Oddly, they’ve chosen one of the more tolerable moments to use as a promotion. This doesn’t even show the rap number or the presence of Denny Dillon. IT’S AS THOUGH THEY WANT YOU TO COME IN UNPREPARED FOR SUCCUMBING TO THE FILTH OF HELL.

baby-huey

The girl understands the horror. You can see it in her eyes.

In any case, you’ll be able to cry on a comfortable shoulder at the Logan Theater on Wednesday at 10:30. Tickets are only $3 and any sense of respect for humanity as a species. Should be a good time! Harvey Korman co-stars.

vanishing-waves1

On Friday, the Chicago Cinema Society will be presenting something a little less fowl (BECAUSE BABY HUEY IS A DUCK) with the Chicago premiere of VANISHING WAVES, a new film directed by Kristina Buožyt and Bruno Samper. The trailer for this film is amazing, even if you’re left with no real idea as to the plot, but it involves a neuron-transfer scientist experimenting with the thoughts of a comatose young woman.

Vanishing Waves Trailer (Artsploitation Films) from artsploitation on Vimeo.

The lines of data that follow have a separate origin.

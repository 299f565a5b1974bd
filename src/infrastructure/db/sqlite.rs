use super::QueryDatabase;
use crate::domain::dataset::{ColumnType, StagedTable};
use crate::domain::error::{AppError, Result};
use crate::domain::query::{ExecutionOutcome, QueryRows};
use crate::domain::schema::{ColumnSchema, SchemaDescriptor, TableSchema};
use async_trait::async_trait;
use sqlx::sqlite::{SqliteConnectOptions, SqlitePool, SqlitePoolOptions, SqliteRow};
use sqlx::{Column, Executor, Row, Statement};
use std::path::Path;
use std::str::FromStr;
use std::time::Duration;
use tracing::{debug, info};

pub const DEFAULT_QUERY_TIMEOUT_SECS: u64 = 30;

/// SQLite database handle backed by a small sqlx pool.
pub struct SqliteDatabase {
    pool: SqlitePool,
    query_timeout: Duration,
}

impl SqliteDatabase {
    /// Opens an existing database file. A missing file is an error, never
    /// silently created.
    pub async fn open(path: &Path, query_timeout_secs: u64) -> Result<Self> {
        if !path.exists() {
            return Err(AppError::NotFound(format!(
                "Database file not found: {}",
                path.display()
            )));
        }
        Self::connect(path, false, query_timeout_secs).await
    }

    /// Opens a database file, creating it when missing. Used for imports.
    pub async fn create(path: &Path) -> Result<Self> {
        Self::connect(path, true, DEFAULT_QUERY_TIMEOUT_SECS).await
    }

    /// Private in-memory database. A single long-lived connection keeps the
    /// data alive for as long as the handle exists.
    pub async fn in_memory() -> Result<Self> {
        let options = SqliteConnectOptions::from_str("sqlite::memory:").map_err(|e| {
            AppError::DatabaseError(format!("Failed to parse connection string: {}", e))
        })?;

        let pool = SqlitePoolOptions::new()
            .max_connections(1)
            .min_connections(1)
            .idle_timeout(None)
            .max_lifetime(None)
            .connect_with(options)
            .await
            .map_err(|e| AppError::DatabaseError(format!("Failed to connect: {}", e)))?;

        Ok(Self {
            pool,
            query_timeout: Duration::from_secs(DEFAULT_QUERY_TIMEOUT_SECS),
        })
    }

    async fn connect(path: &Path, create_if_missing: bool, query_timeout_secs: u64) -> Result<Self> {
        let options = SqliteConnectOptions::new()
            .filename(path)
            .create_if_missing(create_if_missing)
            .busy_timeout(Duration::from_secs(5));

        let pool = SqlitePoolOptions::new()
            .max_connections(2)
            .acquire_timeout(Duration::from_secs(5))
            .connect_with(options)
            .await
            .map_err(|e| AppError::DatabaseError(format!("Failed to connect: {}", e)))?;

        debug!("Opened SQLite database at {}", path.display());

        Ok(Self {
            pool,
            query_timeout: Duration::from_secs(query_timeout_secs.max(1)),
        })
    }

    pub fn pool(&self) -> &SqlitePool {
        &self.pool
    }

    pub async fn close(&self) {
        self.pool.close().await;
    }

    /// Replaces `table.name` with the staged rows, typed per inferred column.
    pub async fn import_table(&self, table: &StagedTable) -> Result<usize> {
        let column_types = table.infer_column_types();
        let table_name = quote_identifier(&table.name);

        let column_defs = table
            .columns
            .iter()
            .zip(&column_types)
            .map(|(name, column_type)| format!("{} {}", quote_identifier(name), column_type))
            .collect::<Vec<_>>()
            .join(", ");

        let placeholders = vec!["?"; table.columns.len()].join(", ");
        let insert_sql = format!("INSERT INTO {} VALUES ({})", table_name, placeholders);

        let mut tx = self
            .pool
            .begin()
            .await
            .map_err(|e| AppError::DatabaseError(format!("Failed to begin import: {}", e)))?;

        sqlx::query(&format!("DROP TABLE IF EXISTS {}", table_name))
            .execute(&mut *tx)
            .await
            .map_err(|e| AppError::DatabaseError(format!("Failed to drop table: {}", e)))?;

        sqlx::query(&format!("CREATE TABLE {} ({})", table_name, column_defs))
            .execute(&mut *tx)
            .await
            .map_err(|e| AppError::DatabaseError(format!("Failed to create table: {}", e)))?;

        for row in &table.rows {
            let mut query = sqlx::query(&insert_sql);
            for (idx, column_type) in column_types.iter().enumerate() {
                let cell = row.get(idx).and_then(|cell| cell.as_deref()).map(str::trim);
                query = match (cell, column_type) {
                    (None, _) => query.bind(Option::<String>::None),
                    (Some(value), ColumnType::Integer) => match value.parse::<i64>() {
                        Ok(n) => query.bind(n),
                        Err(_) => query.bind(value.to_string()),
                    },
                    (Some(value), ColumnType::Real) => match value.parse::<f64>() {
                        Ok(n) => query.bind(n),
                        Err(_) => query.bind(value.to_string()),
                    },
                    (Some(value), ColumnType::Text) => query.bind(value.to_string()),
                };
            }
            query
                .execute(&mut *tx)
                .await
                .map_err(|e| AppError::DatabaseError(format!("Failed to insert row: {}", e)))?;
        }

        tx.commit()
            .await
            .map_err(|e| AppError::DatabaseError(format!("Failed to commit import: {}", e)))?;

        info!(
            table = %table.name,
            rows = table.rows.len(),
            "Imported table into SQLite"
        );

        Ok(table.rows.len())
    }

    async fn list_tables(&self) -> std::result::Result<Vec<String>, sqlx::Error> {
        let rows = sqlx::query(
            "SELECT name FROM sqlite_master WHERE type = 'table' AND name NOT LIKE 'sqlite_%' ORDER BY name",
        )
        .fetch_all(&self.pool)
        .await?;

        rows.iter().map(|row| row.try_get::<String, _>("name")).collect()
    }

    async fn list_columns(&self, table: &str) -> std::result::Result<Vec<ColumnSchema>, sqlx::Error> {
        let rows = sqlx::query(
            r#"SELECT name, type, "notnull" AS not_null FROM pragma_table_info(?) ORDER BY cid"#,
        )
        .bind(table)
        .fetch_all(&self.pool)
        .await?;

        let mut columns = Vec::with_capacity(rows.len());
        for row in rows {
            let name: String = row.try_get("name")?;
            let data_type: String = row.try_get("type")?;
            let not_null: i64 = row.try_get("not_null")?;
            columns.push(ColumnSchema {
                name,
                data_type: if data_type.trim().is_empty() {
                    "ANY".to_string()
                } else {
                    data_type
                },
                nullable: not_null == 0,
            });
        }
        Ok(columns)
    }

    async fn run_select(&self, sql: &str) -> std::result::Result<QueryRows, sqlx::Error> {
        // preparing first yields column names even when no rows come back
        let statement = (&self.pool).prepare(sql).await?;
        let columns: Vec<String> = statement
            .columns()
            .iter()
            .map(|column| column.name().to_string())
            .collect();

        let rows = sqlx::query(sql).fetch_all(&self.pool).await?;
        let rows = rows
            .iter()
            .map(|row| {
                (0..row.len())
                    .map(|idx| extract_column_value(row, idx))
                    .collect()
            })
            .collect();

        Ok(QueryRows { columns, rows })
    }
}

#[async_trait]
impl QueryDatabase for SqliteDatabase {
    async fn extract_schema(&self) -> Result<SchemaDescriptor> {
        let unavailable =
            |e: sqlx::Error| AppError::SchemaUnavailable(format!("Failed to read schema: {}", e));

        let table_names = self.list_tables().await.map_err(unavailable)?;
        let mut tables = Vec::with_capacity(table_names.len());
        for name in table_names {
            let columns = self.list_columns(&name).await.map_err(unavailable)?;
            tables.push(TableSchema { name, columns });
        }

        debug!("Extracted schema with {} tables", tables.len());
        Ok(SchemaDescriptor::new(tables))
    }

    async fn execute(&self, sql: &str) -> ExecutionOutcome {
        let started = std::time::Instant::now();
        match tokio::time::timeout(self.query_timeout, self.run_select(sql)).await {
            Ok(Ok(rows)) => {
                debug!(
                    rows = rows.row_count(),
                    elapsed_ms = started.elapsed().as_millis() as u64,
                    "SQL executed"
                );
                ExecutionOutcome::Success(rows)
            }
            Ok(Err(e)) => ExecutionOutcome::Failure(engine_error_text(&e)),
            Err(_) => ExecutionOutcome::Failure(format!(
                "Query timed out after {} seconds",
                self.query_timeout.as_secs()
            )),
        }
    }

    fn dialect(&self) -> &'static str {
        "SQLite"
    }

    async fn close(&self) {
        self.pool.close().await;
    }
}

/// Engine message without sqlx's wrapper text, so the model sees what SQLite said.
fn engine_error_text(err: &sqlx::Error) -> String {
    match err {
        sqlx::Error::Database(db_err) => format!("SQLite error: {}", db_err.message()),
        other => format!("SQLite error: {}", other),
    }
}

pub fn quote_identifier(name: &str) -> String {
    format!("\"{}\"", name.replace('"', "\"\""))
}

/// Extract a column value from a row as serde_json::Value
fn extract_column_value(row: &SqliteRow, index: usize) -> serde_json::Value {
    if let Ok(v) = row.try_get::<Option<i64>, _>(index) {
        return v
            .map(|n| serde_json::Value::Number(n.into()))
            .unwrap_or(serde_json::Value::Null);
    }
    if let Ok(v) = row.try_get::<Option<f64>, _>(index) {
        return v
            .and_then(serde_json::Number::from_f64)
            .map(serde_json::Value::Number)
            .unwrap_or(serde_json::Value::Null);
    }
    if let Ok(v) = row.try_get::<Option<String>, _>(index) {
        return v
            .map(serde_json::Value::String)
            .unwrap_or(serde_json::Value::Null);
    }
    if let Ok(v) = row.try_get::<Option<Vec<u8>>, _>(index) {
        return v
            .map(|bytes| serde_json::Value::String(format!("x'{}'", hex::encode(bytes))))
            .unwrap_or(serde_json::Value::Null);
    }

    serde_json::Value::Null
}

#[cfg(test)]
mod tests {
    use super::*;
    use serde_json::json;

    async fn seeded() -> SqliteDatabase {
        let db = SqliteDatabase::in_memory().await.unwrap();
        sqlx::query(
            "CREATE TABLE data (id INTEGER PRIMARY KEY, city TEXT NOT NULL, price REAL, note)",
        )
        .execute(db.pool())
        .await
        .unwrap();
        sqlx::query(
            "INSERT INTO data (id, city, price, note) VALUES (1, 'NYC', 9.5, NULL), (2, 'LA', 12.0, 'x')",
        )
        .execute(db.pool())
        .await
        .unwrap();
        db
    }

    #[tokio::test]
    async fn test_extract_schema() {
        let db = seeded().await;
        let schema = db.extract_schema().await.unwrap();

        assert_eq!(schema.table_names(), vec!["data"]);
        let columns = &schema.tables[0].columns;
        assert_eq!(columns.len(), 4);
        assert_eq!(columns[0].name, "id");
        assert_eq!(columns[0].data_type, "INTEGER");
        assert!(!columns[1].nullable);
        assert!(columns[2].nullable);
        assert_eq!(columns[3].data_type, "ANY");
    }

    #[tokio::test]
    async fn test_extract_schema_from_closed_pool_is_unavailable() {
        let db = seeded().await;
        db.close().await;
        let err = db.extract_schema().await.unwrap_err();
        assert!(matches!(err, AppError::SchemaUnavailable(_)));
    }

    #[tokio::test]
    async fn test_execute_returns_typed_rows() {
        let db = seeded().await;
        let outcome = db
            .execute("SELECT id, city, price, note FROM data ORDER BY id")
            .await;

        let ExecutionOutcome::Success(rows) = outcome else {
            panic!("expected success, got {:?}", outcome);
        };
        assert_eq!(rows.columns, vec!["id", "city", "price", "note"]);
        assert_eq!(rows.row_count(), 2);
        assert_eq!(rows.rows[0], vec![json!(1), json!("NYC"), json!(9.5), json!(null)]);
    }

    #[tokio::test]
    async fn test_execute_empty_result_keeps_columns() {
        let db = seeded().await;
        let outcome = db.execute("SELECT city FROM data WHERE id > 100").await;
        let ExecutionOutcome::Success(rows) = outcome else {
            panic!("expected success, got {:?}", outcome);
        };
        assert_eq!(rows.columns, vec!["city"]);
        assert_eq!(rows.row_count(), 0);
    }

    #[tokio::test]
    async fn test_execute_reports_engine_error_text() {
        let db = seeded().await;
        let outcome = db.execute("SELECT nonexistent_col FROM data").await;
        match outcome {
            ExecutionOutcome::Failure(message) => {
                assert!(message.contains("no such column"), "{}", message)
            }
            other => panic!("expected failure, got {:?}", other),
        }
    }

    #[tokio::test]
    async fn test_import_table_replaces_existing() {
        let db = seeded().await;
        let staged = StagedTable {
            name: "data".to_string(),
            columns: vec!["name".into(), "qty".into()],
            rows: vec![
                vec![Some("apple".into()), Some("3".into())],
                vec![Some("pear".into()), None],
            ],
        };

        assert_eq!(db.import_table(&staged).await.unwrap(), 2);

        let schema = db.extract_schema().await.unwrap();
        let columns = &schema.tables[0].columns;
        assert_eq!(columns[0].data_type, "TEXT");
        assert_eq!(columns[1].data_type, "INTEGER");

        let outcome = db.execute("SELECT SUM(qty) AS total FROM data").await;
        let ExecutionOutcome::Success(rows) = outcome else {
            panic!("expected success");
        };
        assert_eq!(rows.rows, vec![vec![json!(3)]]);
    }

    #[tokio::test]
    async fn test_open_missing_file() {
        let path = std::env::temp_dir().join(format!("missing-{}.db", uuid::Uuid::new_v4()));
        let result = SqliteDatabase::open(&path, 5).await;
        assert!(matches!(result, Err(AppError::NotFound(_))));
    }

    #[test]
    fn test_quote_identifier() {
        assert_eq!(quote_identifier("data"), "\"data\"");
        assert_eq!(quote_identifier("we\"ird"), "\"we\"\"ird\"");
    }
}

VANISHING WAVES screens Friday at 10:00pm at the Patio Theater, with a second showing Monday at 7:30. Check out their event page here!

In addition, some movie called THE SHINING starring Shelley Duvall as a hotel guest is playing midnight at the Music Box. I believe it’s based on a Clive Barker novel. (Seriously, though, it’s a great chance to see it in the theater, especially before ROOM 237, which opens at the Music Box next week.)

shogun-assassin1

Not content to rest on their laurels, the Chicago Cinema Society takes another trip to the Patio Theater on Saturday, with their screening of the amazing SHOGUN ASSASSIN, a spliced together pastiche of the first two LONE WOLF AND CUB films, and a certifiable grindhouse classic. The dubbed hyper-violent bloodbath ballet that’s sure to entertain the samurai-film enthusiast is a worthy follow-up to the group’s excellent Kung-Fu double bills of recent months, and no self-respecting fan of this page should miss out if they’re in the area.

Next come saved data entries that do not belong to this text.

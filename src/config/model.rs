//! Search profile data structures
//!
//! A profile describes a search in YAML so that recurring queries do not
//! have to be spelled out on the command line every time.

use std::path::{Path, PathBuf};

use serde::{Deserialize, Deserializer};

use crate::errors::Result;
use crate::query::Query;
use crate::utils::expand_path;

/// A search profile
///
/// Every field is optional. Missing root falls back to the directory the
/// caller provides, missing depth to the query default.
#[derive(Deserialize, Debug, Clone, Default, PartialEq, Eq)]
#[serde(deny_unknown_fields)]
pub struct SearchConfig {
    /// Directory to search, `~` is expanded
    #[serde(default, deserialize_with = "deserialize_expanded_path")]
    pub root: Option<PathBuf>,
    /// Maximum recursion depth
    #[serde(default)]
    pub depth: Option<usize>,
    /// Extensions to select
    #[serde(default, deserialize_with = "deserialize_one_or_many")]
    pub ext: Vec<String>,
    /// Exact size in bytes to select
    #[serde(default)]
    pub size: Option<u64>,
    /// Whether to select empty files
    #[serde(default)]
    pub empty: bool,
    /// Shell globs matched against base names
    #[serde(default, deserialize_with = "deserialize_one_or_many")]
    pub glob: Vec<String>,
    /// Regular expressions matched against full paths
    #[serde(default, deserialize_with = "deserialize_one_or_many")]
    pub regex: Vec<String>,
}

impl SearchConfig {
    /// Overlays `other` on top of this profile
    ///
    /// Scalars set in `other` replace ours, lists are appended and the
    /// `empty` flag is kept if either side sets it.
    pub fn merge(mut self, other: SearchConfig) -> SearchConfig {
        if other.root.is_some() {
            self.root = other.root;
        }
        if other.depth.is_some() {
            self.depth = other.depth;
        }
        if other.size.is_some() {
            self.size = other.size;
        }
        self.empty |= other.empty;
        self.ext.extend(other.ext);
        self.glob.extend(other.glob);
        self.regex.extend(other.regex);
        self
    }

    /// Builds a query from the profile
    ///
    /// # Arguments
    /// * `default_root` - Root used when the profile does not name one
    ///
    /// # Errors
    /// Returns an error if a glob or regex pattern is malformed
    pub fn into_query(self, default_root: &Path) -> Result<Query> {
        let root = self.root.unwrap_or_else(|| default_root.to_path_buf());
        let mut query = Query::new(root);

        if let Some(depth) = self.depth {
            query = query.depth(depth);
        }
        if !self.ext.is_empty() {
            query = query.ext(&self.ext);
        }
        if let Some(size) = self.size {
            query = query.size(size);
        }
        if self.empty {
            query = query.empty();
        }
        for pattern in &self.glob {
            query = query.glob(pattern)?;
        }
        for pattern in &self.regex {
            query = query.regex(pattern)?;
        }

        Ok(query)
    }
}

#[derive(Deserialize)]
#[serde(untagged)]
enum OneOrMany {
    One(String),
    Many(Vec<String>),
}

/// Accepts either a single string or a list of strings
fn deserialize_one_or_many<'de, D>(deserializer: D) -> std::result::Result<Vec<String>, D::Error>
where
    D: Deserializer<'de>,
{
    Ok(match OneOrMany::deserialize(deserializer)? {
        OneOrMany::One(value) => vec![value],
        OneOrMany::Many(values) => values,
    })
}

fn deserialize_expanded_path<'de, D>(
    deserializer: D,
) -> std::result::Result<Option<PathBuf>, D::Error>
where
    D: Deserializer<'de>,
{
    let value: Option<String> = Option::deserialize(deserializer)?;
    Ok(value.map(|path| expand_path(&path)))
}
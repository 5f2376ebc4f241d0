use std::path::PathBuf;

use clap::{
    Arg, ArgAction, ArgMatches, Command, command, crate_authors, crate_description, crate_name,
    crate_version, value_parser,
};
use log::debug;

use crate::config::{SearchConfig, default_config_path, load_config};
use crate::constants::{
    CONFIG_HELP, COUNT_HELP, DEPTH_HELP, EMPTY_HELP, EXT_HELP, GLOB_HELP, LOG_FILE_HELP,
    NO_CONFIG_HELP, PATH_HELP, PRINT0_HELP, REGEX_HELP, SIZE_HELP, VERBOSE_HELP,
};
use crate::errors::Result;
use crate::logging::LogLevel;
use crate::utils::expand_path;

/// How matching files are written to stdout
#[derive(Debug, Clone, Copy, PartialEq, Eq)]
pub enum OutputMode {
    /// One path per line
    Lines,
    /// Paths terminated by NUL
    Nul,
    /// Only the number of matches
    Count,
}

/// Builds the command-line interface
///
/// Defines the following arguments:
/// - `path`: Directory to search
/// - `depth`, `ext`, `size`, `empty`, `glob`, `regex`: search predicates
/// - `config`, `no_config`: search profile selection
/// - `print0`, `count`: output format
/// - `verbose`, `log_file`: logging
pub fn build_command() -> Command {
    let arg_path = Arg::new("path").value_name("PATH").help(PATH_HELP);

    let arg_depth = Arg::new("depth")
        .short('d')
        .long("depth")
        .value_name("N")
        .help(DEPTH_HELP)
        .allow_negative_numbers(true)
        .value_parser(value_parser!(usize));

    let arg_ext = Arg::new("ext")
        .short('e')
        .long("ext")
        .value_name("EXT")
        .help(EXT_HELP)
        .value_delimiter(',')
        .action(ArgAction::Append);

    let arg_size = Arg::new("size")
        .short('s')
        .long("size")
        .value_name("BYTES")
        .help(SIZE_HELP)
        .value_parser(value_parser!(u64));

    let arg_empty = Arg::new("empty")
        .short('E')
        .long("empty")
        .help(EMPTY_HELP)
        .action(ArgAction::SetTrue);

    let arg_glob = Arg::new("glob")
        .short('g')
        .long("glob")
        .value_name("PATTERN")
        .help(GLOB_HELP)
        .action(ArgAction::Append);

    let arg_regex = Arg::new("regex")
        .short('r')
        .long("regex")
        .value_name("PATTERN")
        .help(REGEX_HELP)
        .action(ArgAction::Append);

    // define arg for reading from a specific profile
    let arg_config = Arg::new("config")
        .short('c')
        .long("config")
        .value_name("FILE")
        .help(CONFIG_HELP)
        .conflicts_with("no_config");

    let arg_no_config = Arg::new("no_config")
        .short('N')
        .long("no-config")
        .help(NO_CONFIG_HELP)
        .action(ArgAction::SetTrue);

    let arg_print0 = Arg::new("print0")
        .long("print0")
        .help(PRINT0_HELP)
        .action(ArgAction::SetTrue);

    let arg_count = Arg::new("count")
        .long("count")
        .help(COUNT_HELP)
        .action(ArgAction::SetTrue)
        .conflicts_with("print0");

    // define arg for verbosity level
    let arg_verbose = Arg::new("verbose")
        .short('v')
        .long("verbose")
        .help(VERBOSE_HELP)
        .action(ArgAction::Count);

    let arg_log_file = Arg::new("log_file")
        .short('l')
        .long("log-file")
        .value_name("FILE")
        .help(LOG_FILE_HELP);

    command!()
        .author(crate_authors!())
        .about(crate_description!())
        .name(crate_name!())
        .version(crate_version!())
        .arg(arg_path)
        .arg(arg_depth)
        .arg(arg_ext)
        .arg(arg_size)
        .arg(arg_empty)
        .arg(arg_glob)
        .arg(arg_regex)
        .arg(arg_config)
        .arg(arg_no_config)
        .arg(arg_print0)
        .arg(arg_count)
        .arg(arg_verbose)
        .arg(arg_log_file)
}

/// Parses the process arguments, exiting with usage help on error
pub fn get_matches() -> ArgMatches {
    build_command().get_matches()
}

/// Gets the verbosity level from the number of `-v` flags
pub fn get_verbosity(matches: &ArgMatches) -> LogLevel {
    LogLevel::from_occurrences(matches.get_count("verbose"))
}

/// Gets the optional log file, with `~` expanded
pub fn get_log_file(matches: &ArgMatches) -> Option<PathBuf> {
    matches
        .get_one::<String>("log_file")
        .map(|path| expand_path(path))
}

/// Gets the requested output format
pub fn get_output_mode(matches: &ArgMatches) -> OutputMode {
    if matches.get_flag("count") {
        OutputMode::Count
    } else if matches.get_flag("print0") {
        OutputMode::Nul
    } else {
        OutputMode::Lines
    }
}

/// Builds a search profile from the predicate flags alone
pub fn search_config_from_matches(matches: &ArgMatches) -> SearchConfig {
    let strings = |id: &str| -> Vec<String> {
        matches
            .get_many::<String>(id)
            .map(|values| values.cloned().collect())
            .unwrap_or_default()
    };

    SearchConfig {
        root: matches
            .get_one::<String>("path")
            .map(|path| expand_path(path)),
        depth: matches.get_one::<usize>("depth").copied(),
        ext: strings("ext"),
        size: matches.get_one::<u64>("size").copied(),
        empty: matches.get_flag("empty"),
        glob: strings("glob"),
        regex: strings("regex"),
    }
}

/// Resolves the effective search profile
///
/// The profile named by `--config` is loaded, otherwise the default profile
/// if it exists and `--no-config` was not given. Command-line flags are then
/// merged on top.
///
/// # Errors
/// Returns an error if a profile file cannot be read or parsed
pub fn resolve_search_config(matches: &ArgMatches) -> Result<SearchConfig> {
    let base = match matches.get_one::<String>("config") {
        Some(path) => load_config(&expand_path(path))?,
        None if matches.get_flag("no_config") => SearchConfig::default(),
        None => match default_config_path() {
            Some(path) if path.is_file() => load_config(&path)?,
            _ => {
                debug!("No default search profile found");
                SearchConfig::default()
            }
        },
    };

    Ok(base.merge(search_config_from_matches(matches)))
}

The film will be shown at 10:00pm at the Patio Theater.

carnivalmagic

As SHOGUN ASSASSIN will no doubt have your adrenaline flowing, you’ll probably want to keep the movie fires burning, and trekking down to Facets will enable you to do so, as their popular series of midnight programming begins again with Jason Coffman’s presentation of CARNIVAL MAGIC, the most solemn talking monkey film ever made. Long thought lost, the Al Adamson-directed
“family” film about a sad magician and a sadder talking chimp becoming a big draw at a sad circus full of sads re-emerged in recent years and has built a cult following consisting mostly of misanthropic masochists like myself.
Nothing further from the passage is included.